Saturday was our Serve the City Quarterly Volunteer Day. A person really has to be nuts to want to organize one of these things. We slept very little in the days leading up to Saturday, staying up late answering emails from volunteers including two that signed up about eight hours before the event was scheduled to begin. At the end of the day I felt a familiar welling sensation as I assessed the work in my sleep-deprived stupor: like most volunteers, ours had arrived full of tremendous good will and very little experience, so that they succeeded in starting an array of projects and finishing very few. It looked to me like I was going to spend the next two weeks putting back together what they had taken apart. “This is insanity!” I said to God. “We really need to talk about this. You can't possibly Intend for us to continue to do this, can You?” I really love these heart to hearts with God. The way it works for me is that I bring things before Him and wait. Ordinarily I don't have to wait long. I ask and its as if He takes out a big flash light and illuminates what I might have seen all along if only I had had the eyes to see: Of course you'll keep doing this. This is what you do. It may change form a little, but Serve the City Quarterly Volunteer Day is just the evolution of those neighborhood work days you started organizing fifteen years ago in Seattle. Part of what made me see this was the recollection of the intense, intense pleasure I took in loving the children at Casa Sol, a home for children with AIDS, while we fixed up their house. It can be tricky, of course, finding the appropriate balance in showing affection to children who are not yours. On Saturday I felt like the Tiger Woods of Quarterly Volunteer Days. I picked those kids up and swung them up on my shoulders and hugged them and cupped their chins in my hand and ran my index finger along the contours of their faces and said to them in a hundred nonverbal ways, “YOU ARE GREAT! YOU ARE LOVED! BE WELL!” I enjoyed the volunteers almost as much. You put tools in the hands of people accustomed to pens and keyboards and watch the light of empowerment go on in their eyes. They'd forgotten their muscles are good for more than aerobics class; they're good for helping people. We've begun preparations for the next Serve the City events. If we spread it out maybe we can get a little more sleep in the days before work begins. Anyway, we've gotta do it.
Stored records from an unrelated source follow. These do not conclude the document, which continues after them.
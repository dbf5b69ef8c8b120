//! The fetch → enrich → filter pipeline, run once per keyword.
//!
//! Keywords are processed strictly in order, one request at a time. Every keyword ends either
//! with its qualifying records appended to the run-wide list, or skipped with a notice in the
//! [`Report`]. Nothing that goes wrong for one keyword stops the next one from running.

use crate::report::{Report, ResultRecord};
use crate::youtube_api::{ChannelStats, Fetched, SearchResult, VideoStats, YouTubeClient};
use eyre::Context;
use jiff::{SignedDuration, Timestamp};
use std::convert::Infallible;
use std::fmt;
use std::str::FromStr;

/// Most search results fetched per keyword.
pub const MAX_RESULTS: u32 = 5;

/// Channels with this many subscribers or more are filtered out.
pub const SUBSCRIBER_LIMIT: u64 = 3000;

/// How far back to search, in days.
#[derive(Debug, Clone, Copy, PartialEq, Eq)]
pub struct DaysToSearch(u32);

impl DaysToSearch {
    pub const MIN: u32 = 1;
    pub const MAX: u32 = 30;

    pub fn new(days: u32) -> eyre::Result<Self> {
        if !(Self::MIN..=Self::MAX).contains(&days) {
            eyre::bail!(
                "days to search must be between {} and {}, got {days}",
                Self::MIN,
                Self::MAX
            );
        }
        Ok(Self(days))
    }

    pub fn get(self) -> u32 {
        self.0
    }

    /// Lower bound of the recency window ending at `now`.
    pub fn published_after(self, now: Timestamp) -> eyre::Result<Timestamp> {
        now.checked_sub(SignedDuration::from_hours(24 * i64::from(self.0)))
            .with_context(|| format!("compute timestamp {} days before {now}", self.0))
    }
}

impl Default for DaysToSearch {
    fn default() -> Self {
        Self(5)
    }
}

impl FromStr for DaysToSearch {
    type Err = eyre::Report;

    fn from_str(s: &str) -> Result<Self, Self::Err> {
        let days = s
            .trim()
            .parse::<u32>()
            .with_context(|| format!("days to search must be a whole number, got {s:?}"))?;
        Self::new(days)
    }
}

impl fmt::Display for DaysToSearch {
    fn fmt(&self, f: &mut fmt::Formatter<'_>) -> fmt::Result {
        self.0.fmt(f)
    }
}

/// Why a keyword contributed nothing.
#[derive(Debug, Clone, Copy, PartialEq, Eq)]
pub enum SkipReason {
    /// The search returned no items.
    NoVideos,
    /// None of the results had a usable video id, or none had a channel id.
    MissingIds,
    NoVideoStats,
    NoChannelStats,
    /// One of the calls was answered with `403`.
    Forbidden,
    /// One of the calls kept failing until retries ran out.
    Unavailable,
    /// Something unexpected went wrong, such as an unparseable response.
    Failed,
}

/// How processing a single keyword ended.
#[derive(Debug, Clone, Copy, PartialEq, Eq)]
pub enum KeywordOutcome {
    /// The keyword went through every stage and added this many records.
    Collected(usize),
    Skipped(SkipReason),
}

/// Records and per-keyword outcomes of a whole run.
#[derive(Debug, Default)]
pub struct RunSummary {
    pub records: Vec<ResultRecord>,
    pub outcomes: Vec<(String, KeywordOutcome)>,
}

/// Statistics for one keyword's results, in the order the API returned them.
#[derive(Debug, Default)]
pub struct Enrichment {
    pub videos: Vec<VideoStats>,
    pub channels: Vec<ChannelStats>,
}

/// Drives the three stages for a list of keywords.
#[derive(Debug, Clone)]
pub struct QueryPipeline {
    client: YouTubeClient,
    keywords: Vec<String>,
}

impl QueryPipeline {
    pub fn new(client: YouTubeClient, keywords: Vec<String>) -> Self {
        Self { client, keywords }
    }

    pub fn keywords(&self) -> &[String] {
        &self.keywords
    }

    /// Runs every keyword, then renders the collected records into `report`.
    ///
    /// Only a failure outside of keyword processing makes this return an error.
    #[tracing::instrument(skip(self, report), fields(keywords = self.keywords.len()))]
    pub async fn run(&self, days: DaysToSearch, report: &mut Report) -> eyre::Result<RunSummary> {
        let published_after = days.published_after(Timestamp::now())?;
        tracing::info!(%published_after, "starting run");

        let mut summary = RunSummary::default();
        for keyword in &self.keywords {
            let outcome = match self
                .process_keyword(keyword, published_after, report, &mut summary.records)
                .await
            {
                Ok(outcome) => outcome,
                Err(e) => {
                    tracing::error!(keyword, "keyword processing failed: {e:?}");
                    report.error(format!("Error while processing keyword {keyword}: {e:#}"));
                    KeywordOutcome::Skipped(SkipReason::Failed)
                }
            };
            tracing::info!(keyword, ?outcome, "finished keyword");
            summary.outcomes.push((keyword.clone(), outcome));
        }

        render_results(&summary.records, report);
        tracing::info!(records = summary.records.len(), "run complete");
        Ok(summary)
    }

    /// Search → Enrich → Filter for a single keyword.
    pub async fn process_keyword(
        &self,
        keyword: &str,
        published_after: Timestamp,
        report: &mut Report,
        records: &mut Vec<ResultRecord>,
    ) -> eyre::Result<KeywordOutcome> {
        report.text(format!("Searching for keyword: {keyword}"));

        let results = match self.search(keyword, published_after, report).await? {
            Ok(results) => results,
            Err(reason) => return Ok(KeywordOutcome::Skipped(reason)),
        };

        let enrichment = match self.enrich(keyword, &results, report).await? {
            Ok(enrichment) => enrichment,
            Err(reason) => return Ok(KeywordOutcome::Skipped(reason)),
        };

        let kept = filter_records(&results, &enrichment);
        let n = kept.len();
        records.extend(kept);
        Ok(KeywordOutcome::Collected(n))
    }

    /// SearchStage: the most viewed recent videos for `keyword`.
    pub async fn search(
        &self,
        keyword: &str,
        published_after: Timestamp,
        report: &mut Report,
    ) -> eyre::Result<Result<Vec<SearchResult>, SkipReason>> {
        let fetched = self
            .client
            .search_videos(keyword, published_after, MAX_RESULTS)
            .await
            .with_context(|| format!("search for {keyword:?}"))?;

        let response = match fetched.into_data() {
            Ok(response) => response,
            Err(failure) => {
                return Ok(Err(report_failure(
                    keyword, "search", "API error", failure, report,
                )));
            }
        };

        if response.items.is_empty() {
            report.warning(format!("No videos found for keyword: {keyword}"));
            return Ok(Err(SkipReason::NoVideos));
        }

        Ok(Ok(response
            .items
            .into_iter()
            .map(SearchResult::from)
            .collect()))
    }

    /// EnrichmentStage: one batched statistics lookup per id type.
    pub async fn enrich(
        &self,
        keyword: &str,
        results: &[SearchResult],
        report: &mut Report,
    ) -> eyre::Result<Result<Enrichment, SkipReason>> {
        let (video_ids, channel_ids) = usable_ids(results);
        if video_ids.is_empty() || channel_ids.is_empty() {
            report.warning(format!(
                "Skipping keyword: {keyword} due to missing video/channel data."
            ));
            return Ok(Err(SkipReason::MissingIds));
        }

        let fetched = self
            .client
            .list_video_statistics(&video_ids)
            .await
            .with_context(|| format!("fetch video statistics for {keyword:?}"))?;
        let videos: Vec<VideoStats> = match fetched.into_data() {
            Ok(response) => response.items.into_iter().map(VideoStats::from).collect(),
            Err(failure) => {
                return Ok(Err(report_failure(
                    keyword,
                    "video statistics",
                    "Video stats API error",
                    failure,
                    report,
                )));
            }
        };
        if videos.is_empty() {
            report.warning(format!(
                "Failed to fetch video statistics for keyword: {keyword}"
            ));
            return Ok(Err(SkipReason::NoVideoStats));
        }

        let fetched = self
            .client
            .list_channel_statistics(&channel_ids)
            .await
            .with_context(|| format!("fetch channel statistics for {keyword:?}"))?;
        let channels: Vec<ChannelStats> = match fetched.into_data() {
            Ok(response) => response
                .items
                .into_iter()
                .map(ChannelStats::from)
                .collect(),
            Err(failure) => {
                return Ok(Err(report_failure(
                    keyword,
                    "channel statistics",
                    "Channel stats API error",
                    failure,
                    report,
                )));
            }
        };
        if channels.is_empty() {
            report.warning(format!(
                "Failed to fetch channel statistics for keyword: {keyword}"
            ));
            return Ok(Err(SkipReason::NoChannelStats));
        }

        Ok(Ok(Enrichment { videos, channels }))
    }
}

/// Video and channel ids to look up, with missing ones left out.
pub fn usable_ids(results: &[SearchResult]) -> (Vec<&str>, Vec<&str>) {
    let video_ids = results
        .iter()
        .filter_map(|r| r.video_id.as_deref())
        .collect();
    let channel_ids = results
        .iter()
        .filter_map(|r| r.channel_id.as_deref())
        .collect();
    (video_ids, channel_ids)
}

/// FilterAndPresent: joins results and statistics by position and keeps small channels.
///
/// The join is positional: the n-th search result is paired with the n-th video and the n-th
/// channel returned by the statistics calls. Disagreements are logged but not corrected.
pub fn filter_records(results: &[SearchResult], enrichment: &Enrichment) -> Vec<ResultRecord> {
    let Enrichment { videos, channels } = enrichment;
    if results.len() != videos.len() || results.len() != channels.len() {
        tracing::warn!(
            results = results.len(),
            videos = videos.len(),
            channels = channels.len(),
            "result and statistics lists differ in length; joining by position anyway"
        );
    }

    let mut records = Vec::new();
    for ((result, video), channel) in results.iter().zip(videos).zip(channels) {
        let Some(video_id) = result.video_id.as_deref() else {
            continue;
        };
        if video_id != video.video_id {
            tracing::warn!(
                video_id,
                stats_video_id = video.video_id,
                "video statistics are not aligned with search results"
            );
        }
        if result.channel_id.as_deref() != Some(channel.channel_id.as_str()) {
            tracing::warn!(
                channel_id = ?result.channel_id,
                stats_channel_id = channel.channel_id,
                "channel statistics are not aligned with search results"
            );
        }

        if channel.subscriber_count < SUBSCRIBER_LIMIT {
            records.push(ResultRecord::new(
                result.title.clone(),
                &result.description,
                video_id,
                video.view_count,
                channel.subscriber_count,
            ));
        }
    }
    records
}

/// Renders the run-wide results after the last keyword.
pub fn render_results(records: &[ResultRecord], report: &mut Report) {
    if records.is_empty() {
        report.warning("No results found for channels with fewer than 3,000 subscribers.");
        return;
    }

    report.success(format!(
        "Found {} results across all keywords!",
        records.len()
    ));
    for record in records {
        report.record(record.clone());
        report.divider();
    }
}

/// Tells the user why a call produced no data and picks the matching [`SkipReason`].
fn report_failure(
    keyword: &str,
    stage: &str,
    label: &str,
    failure: Fetched<Infallible>,
    report: &mut Report,
) -> SkipReason {
    match failure {
        Fetched::Forbidden { body } => {
            report.error(format!("{label}: 403 Forbidden - {body}"));
            SkipReason::Forbidden
        }
        Fetched::GaveUp {
            attempts,
            last_failure,
        } => {
            report.warning(format!(
                "No data for keyword: {keyword} ({stage} request failed after {attempts} attempts: {last_failure})"
            ));
            SkipReason::Unavailable
        }
        Fetched::Data(never) => match never {},
    }
}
A theme this week has been, “Thank God we function at all.” This is not an easy idea for Debbie to buy into, having as she does a high standard for her own productivity and a lot of funky infirmities preventing her from reaching it, but it helps that through her ministry to people suffering with Behçet's Disease she is acquainted with lots of people who were well along in years when they suddenly found their bodies betraying them. Being thankful for what she is able to do—which is a lot—may help distract her from what she can't do. Please pray she'll be well and praise God that Drex's health has been so good lately. Pray they're both strong and healthy for our upcoming trip to visit my parents in Michigan.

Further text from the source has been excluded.